● TASK BRIEF
Scan the records for lines with the word "free", and copy every such line.

● INPUT DATA
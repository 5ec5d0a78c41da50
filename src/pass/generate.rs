//! Password generation.

use rand::{CryptoRng, Rng, RngCore};
use zeroize::Zeroize;

use super::{GenerationConfig, InvalidConfig, Password};

/// Generate a single password.
///
/// Every character is drawn uniformly from the concatenated effective
/// alphabets, then the coverage pass makes sure each enabled class shows up.
/// Both steps draw from `rng`.
pub fn generate<R>(config: &GenerationConfig, rng: &mut R) -> Result<Password, InvalidConfig>
where
    R: RngCore + CryptoRng,
{
    config.validate()?;

    let pools = config.pools();
    let charset: Vec<char> = pools.iter().flat_map(|(_, pool)| pool.iter().copied()).collect();
    if charset.is_empty() {
        return Err(InvalidConfig::EmptyAlphabet);
    }
    log::debug!(
        "generating {} chars from {} of {} classes, charset size {}",
        config.length,
        pools.len(),
        config.classes.len(),
        charset.len()
    );

    let mut chars: Vec<char> = (0..config.length)
        .map(|_| charset[rng.gen_range(0..charset.len())])
        .collect();

    ensure_coverage(&mut chars, &pools, rng);

    let password = Password::from_chars(&chars);
    chars.zeroize();
    Ok(password)
}

/// Generate `count` independent passwords with the same config.
pub fn generate_batch<R>(
    config: &GenerationConfig,
    rng: &mut R,
    count: usize,
) -> Result<Vec<Password>, InvalidConfig>
where
    R: RngCore + CryptoRng,
{
    (0..count).map(|_| generate(config, rng)).collect()
}

/// Force at least one character of every pool into `chars`.
///
/// Pools are handled in order. A class that is already present keeps its
/// first occurrence protected; a missing class overwrites a random
/// unprotected position, which is then protected too. Only when every
/// position is protected (fewer positions than classes) can a later class
/// overwrite an earlier one.
fn ensure_coverage<R>(chars: &mut [char], pools: &[(super::CharClass, Vec<char>)], rng: &mut R)
where
    R: RngCore + CryptoRng,
{
    if chars.is_empty() {
        return;
    }
    let mut protected = vec![false; chars.len()];

    for (class, pool) in pools {
        if let Some(pos) = chars.iter().position(|c| pool.contains(c)) {
            protected[pos] = true;
            continue;
        }

        let free: Vec<usize> = (0..chars.len()).filter(|i| !protected[*i]).collect();
        let pos = if free.is_empty() {
            rng.gen_range(0..chars.len())
        } else {
            free[rng.gen_range(0..free.len())]
        };
        chars[pos] = pool[rng.gen_range(0..pool.len())];
        protected[pos] = true;
        log::debug!("coverage: inserted {class} at a random position");
    }
}

#[cfg(test)]
mod tests {
    use rand::SeedableRng;
    use rand_chacha::ChaCha20Rng;

    use super::*;
    use crate::pass::charset::{CharClass, ClassSet, LOWERCASE, NUMBERS, SYMBOLS, UPPERCASE};

    /// Source that only ever yields zero, so every range draw lands on its low end.
    struct ZeroRng;

    impl RngCore for ZeroRng {
        fn next_u32(&mut self) -> u32 {
            0
        }

        fn next_u64(&mut self) -> u64 {
            0
        }

        fn fill_bytes(&mut self, dest: &mut [u8]) {
            dest.fill(0);
        }

        fn try_fill_bytes(&mut self, dest: &mut [u8]) -> Result<(), rand::Error> {
            dest.fill(0);
            Ok(())
        }
    }

    impl CryptoRng for ZeroRng {}

    fn config(length: usize, classes: &[CharClass], avoid_similar: bool) -> GenerationConfig {
        GenerationConfig {
            length,
            classes: classes.iter().copied().collect(),
            avoid_similar,
            ..Default::default()
        }
    }

    fn has_any(password: &str, alphabet: &str) -> bool {
        password.chars().any(|c| alphabet.contains(c))
    }

    #[test]
    fn output_has_requested_length() {
        let mut rng = ChaCha20Rng::seed_from_u64(1);
        for length in [1, 4, 12, 50, 128] {
            let pass = generate(&config(length, &CharClass::ALL, false), &mut rng).unwrap();
            assert_eq!(pass.len(), length);
        }
    }

    #[test]
    fn upper_lower_numbers_scenario() {
        let cfg = config(
            12,
            &[CharClass::Uppercase, CharClass::Lowercase, CharClass::Numbers],
            false,
        );
        for seed in 0..200 {
            let mut rng = ChaCha20Rng::seed_from_u64(seed);
            let pass = generate(&cfg, &mut rng).unwrap();
            let s = pass.as_str();
            assert_eq!(pass.len(), 12);
            assert!(has_any(s, UPPERCASE), "{seed}: no uppercase");
            assert!(has_any(s, LOWERCASE), "{seed}: no lowercase");
            assert!(has_any(s, NUMBERS), "{seed}: no digit");
            assert!(!has_any(s, SYMBOLS), "{seed}: unexpected symbol");
        }
    }

    #[test]
    fn avoid_similar_uppercase_only() {
        let cfg = config(8, &[CharClass::Uppercase], true);
        for seed in 0..100 {
            let mut rng = ChaCha20Rng::seed_from_u64(seed);
            let pass = generate(&cfg, &mut rng).unwrap();
            assert_eq!(pass.len(), 8);
            assert!(pass.as_str().chars().all(|c| "ADEFHJKLMNQRTY".contains(c)));
        }
    }

    #[test]
    fn every_char_comes_from_enabled_pools() {
        let cfg = config(32, &[CharClass::Lowercase, CharClass::Symbols], true);
        let allowed: String = cfg.pools().into_iter().flat_map(|(_, p)| p).collect();
        let mut rng = ChaCha20Rng::seed_from_u64(7);
        for _ in 0..100 {
            let pass = generate(&cfg, &mut rng).unwrap();
            assert!(pass.as_str().chars().all(|c| allowed.contains(c)));
        }
    }

    #[test]
    fn all_classes_covered_at_minimum_length() {
        let cfg = config(4, &CharClass::ALL, true);
        for seed in 0..500 {
            let mut rng = ChaCha20Rng::seed_from_u64(seed);
            let pass = generate(&cfg, &mut rng).unwrap();
            for (class, pool) in cfg.pools() {
                assert!(
                    pass.as_str().chars().any(|c| pool.contains(&c)),
                    "seed {seed}: {class} missing from coverage"
                );
            }
        }
    }

    #[test]
    fn shorter_than_class_count_still_succeeds() {
        let mut rng = ChaCha20Rng::seed_from_u64(3);
        let pass = generate(&config(2, &CharClass::ALL, false), &mut rng).unwrap();
        assert_eq!(pass.len(), 2);
    }

    #[test]
    fn no_class_selected_fails() {
        let cfg = GenerationConfig {
            classes: ClassSet::empty(),
            ..Default::default()
        };
        let err = generate(&cfg, &mut ChaCha20Rng::seed_from_u64(0)).unwrap_err();
        assert_eq!(err, InvalidConfig::NoClassSelected);
    }

    #[test]
    fn fully_filtered_class_alone_fails() {
        let cfg = config(8, &[CharClass::Symbols], true).with_symbols("0O|");
        let err = generate(&cfg, &mut ChaCha20Rng::seed_from_u64(0)).unwrap_err();
        assert_eq!(err, InvalidConfig::EmptyAlphabet);
    }

    #[test]
    fn unused_symbol_set_is_ignored() {
        let cfg = config(12, &[CharClass::Uppercase], false).with_symbols("! #");
        let pass = generate(&cfg, &mut ChaCha20Rng::seed_from_u64(1)).unwrap();
        assert!(pass.as_str().chars().all(|c| UPPERCASE.contains(c)));
    }

    #[test]
    fn symbols_shadowing_letters_still_yield_a_symbol() {
        let cfg = config(4, &CharClass::ALL, false).with_symbols("aA!");
        for seed in 0..200 {
            let pass = generate(&cfg, &mut ChaCha20Rng::seed_from_u64(seed)).unwrap();
            assert!(pass.as_str().contains('!'), "seed {seed}");
        }
    }

    #[test]
    fn fully_filtered_class_is_skipped_when_others_remain() {
        let cfg = config(10, &[CharClass::Numbers, CharClass::Symbols], true).with_symbols("0O|");
        let pass = generate(&cfg, &mut ChaCha20Rng::seed_from_u64(9)).unwrap();
        assert!(pass.as_str().chars().all(|c| "347".contains(c)));
    }

    #[test]
    fn zero_source_golden_output() {
        let cfg = config(
            6,
            &[CharClass::Uppercase, CharClass::Lowercase, CharClass::Numbers],
            false,
        );
        let pass = generate(&cfg, &mut ZeroRng).unwrap();
        // Bulk draw picks 'A' everywhere; lowercase and digits are patched into
        // the first unprotected slots.
        assert_eq!(pass.as_str(), "Aa0AAA");
    }

    #[test]
    fn same_seed_same_password() {
        let cfg = config(24, &CharClass::ALL, false);
        let a = generate(&cfg, &mut ChaCha20Rng::seed_from_u64(42)).unwrap();
        let b = generate(&cfg, &mut ChaCha20Rng::seed_from_u64(42)).unwrap();
        let c = generate(&cfg, &mut ChaCha20Rng::seed_from_u64(43)).unwrap();
        assert_eq!(a.as_str(), b.as_str());
        assert_ne!(a.as_str(), c.as_str());
    }

    #[test]
    fn batch_returns_independent_passwords() {
        let cfg = config(20, &CharClass::ALL, false);
        let batch = generate_batch(&cfg, &mut ChaCha20Rng::seed_from_u64(5), 3).unwrap();
        assert_eq!(batch.len(), 3);
        assert_ne!(batch[0].as_str(), batch[1].as_str());
    }

    #[test]
    fn batch_propagates_invalid_config() {
        let cfg = config(0, &CharClass::ALL, false);
        let err = generate_batch(&cfg, &mut ChaCha20Rng::seed_from_u64(5), 3).unwrap_err();
        assert_eq!(err, InvalidConfig::InvalidLength(0));
    }
}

● ANSWER FOR THE TASK
        let free: Vec<usize> = (0..chars.len()).filter(|i| !protected[*i]).collect();
        let pos = if free.is_empty() {
            free[rng.gen_range(0..free.len())]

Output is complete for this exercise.